The results of comparative studies concerned with the formation of impurity heterogeneity in GaSb:Te crystals grown at the POLIZON facility by the Bridgman method under space and ground conditions are presented. Crystallization is carried out in the same temperature-time modes of the heaters: on board the Foton-M 3 spacecraft in space and by the vertical Bridgman method under conditions of weakened thermogravitational convection on Earth. In both cases, Marangoni convection is eliminated, and the effect of vibration microaccelerations on the ampoule that contains the melt is minimized. The microuniformity of the dopant distribution in the crystal areas that are recrystallized by the Bridgman method is higher than that in the seed grown by the Czochralski method. Microuniformity is higher under space conditions than under ground conditions with weakened thermogravitational convection. Spectral Fourier analysis of the spreading resistance distribution Rs reveals the characteristic periods of heat and mass transfer processes in the melts under ground and space conditions.

Possibilities for achieving steady-state growth conditions during oriented crystallization of gallium antimonide by the vertical Bridgman method using the “Polizon” setup

The possibility of controlling the heat-and-mass transfer processes to achieve steady-state conditions of gallium antimonide crystallization by the vertical Bridgman method with a upper heat supply was studied using the “Polizon” setup. Steady-state conditions near the crystallization front are achieved due to elimination of the Marangoni convection, growth axis orientation along the gravity vector, minimization and optimization of the radial and axial temperature gradients, respectively, and crystallization during steady motion of the temperature field along a cell with a sample without its mechanical motion with respect to heaters. The experimental results were compared with numerical calculations of the heat-and-mass transfer processes and crystallization parameters, including those for microgravity conditions.

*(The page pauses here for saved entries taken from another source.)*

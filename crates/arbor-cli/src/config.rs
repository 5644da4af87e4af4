// crates/arbor-cli/src/config.rs
//
// Runtime configuration for the arbor CLI.
// Loaded from a TOML file or populated with sensible defaults.

use serde::Deserialize;
use std::fs;
use std::path::PathBuf;

use arbor_core::ArborError;
use arbor_token::{TokenParams, MAX_SUPPLY, MINTING_DECAY_RATE, MINTING_PERIOD};

/// Runtime configuration for the CLI.
#[derive(Debug, Clone, Deserialize)]
pub struct ArborConfig {
    /// Path of the JSON state snapshot. `~` expands to the home directory.
    #[serde(default = "default_state_path")]
    pub state_path: String,

    /// Log level: "trace", "debug", "info", "warn", "error".
    /// `RUST_LOG` takes precedence when set.
    #[serde(default = "default_log_level")]
    pub log_level: String,

    /// Absolute supply ceiling used by `init`. TOML integers are 64-bit, so
    /// the value is widened to `Amount` when building `TokenParams`.
    #[serde(default = "default_max_supply")]
    pub max_supply: u64,

    /// Mint cap decay rate used by `init`.
    #[serde(default = "default_minting_decay_rate")]
    pub minting_decay_rate: u64,

    /// Blocks between mint cap recomputations, used by `init`.
    #[serde(default = "default_minting_period")]
    pub minting_period: u64,
}

fn default_state_path() -> String {
    "~/.arbor/state.json".to_string()
}

fn default_log_level() -> String {
    "info".to_string()
}

fn default_max_supply() -> u64 {
    u64::try_from(MAX_SUPPLY).unwrap_or(u64::MAX)
}

fn default_minting_decay_rate() -> u64 {
    u64::try_from(MINTING_DECAY_RATE).unwrap_or(u64::MAX)
}

fn default_minting_period() -> u64 {
    MINTING_PERIOD
}

impl Default for ArborConfig {
    fn default() -> Self {
        Self {
            state_path: default_state_path(),
            log_level: default_log_level(),
            max_supply: default_max_supply(),
            minting_decay_rate: default_minting_decay_rate(),
            minting_period: default_minting_period(),
        }
    }
}

impl ArborConfig {
    /// Load configuration from a TOML file at the given path.
    ///
    /// A file that does not exist yields `Ok(None)`. A file that exists but
    /// cannot be read or parsed is an error.
    pub fn load_optional(path: &str) -> Result<Option<Self>, ArborError> {
        match fs::read_to_string(expand_tilde(path)) {
            Ok(contents) => Self::from_toml(&contents)
                .map(Some)
                .map_err(|e| ArborError::Config(format!("{}: {}", path, e))),
            Err(e) if e.kind() == std::io::ErrorKind::NotFound => Ok(None),
            Err(e) => Err(ArborError::Config(format!("{}: {}", path, e))),
        }
    }

    /// Parse configuration from TOML text.
    pub fn from_toml(contents: &str) -> Result<Self, ArborError> {
        toml::from_str(contents).map_err(|e| ArborError::Config(e.to_string()))
    }

    /// Token parameters for a fresh deployment, validated.
    pub fn token_params(&self) -> Result<TokenParams, ArborError> {
        let params = TokenParams {
            max_supply: u128::from(self.max_supply),
            minting_decay_rate: u128::from(self.minting_decay_rate),
            minting_period: self.minting_period,
        };
        params.validate()?;
        Ok(params)
    }
}

/// Expand a leading `~` to the user's home directory.
pub fn expand_tilde(path: &str) -> PathBuf {
    if let Some(rest) = path.strip_prefix("~/") {
        if let Some(home) = dirs::home_dir() {
            return home.join(rest);
        }
    }
    PathBuf::from(path)
}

X-ray diffraction characterization of epitaxial CVD diamond films with natural and isotopically modified compositions

Comparative investigations of homoepitaxial diamond films with natural and modified isotopic compositions, grown by chemical vapor deposition (CVD) on type-Ib diamond substrates, are carried out using double-crystal X-ray diffractometry and topography. The lattice mismatch between the substrate and film is precisely measured. A decrease in the lattice constant on the order of (Δa/a)relax ∼ (1.1–1.2) × 10–4 is recorded in isotopically modified 13С (99.96%) films. The critical thicknesses of pseudomorphic diamond films is calculated. A significant increase in the dislocation density due to the elastic stress relaxation is revealed by X-ray topography.

Development of the Growth Technology of Highly Homogeneous Semiconductor Crystals

Different technological solutions for growing GaSb(Te) and Ge(Ga) single crystals, making it possible to optimize the growth of highly homogeneous (at the microlevel) semiconductor crystals by the Bridgman method, are described. The possibility of implementing steady-state growth conditions (providing uniform dopant distribution over the crystal) has been experimentally confirmed.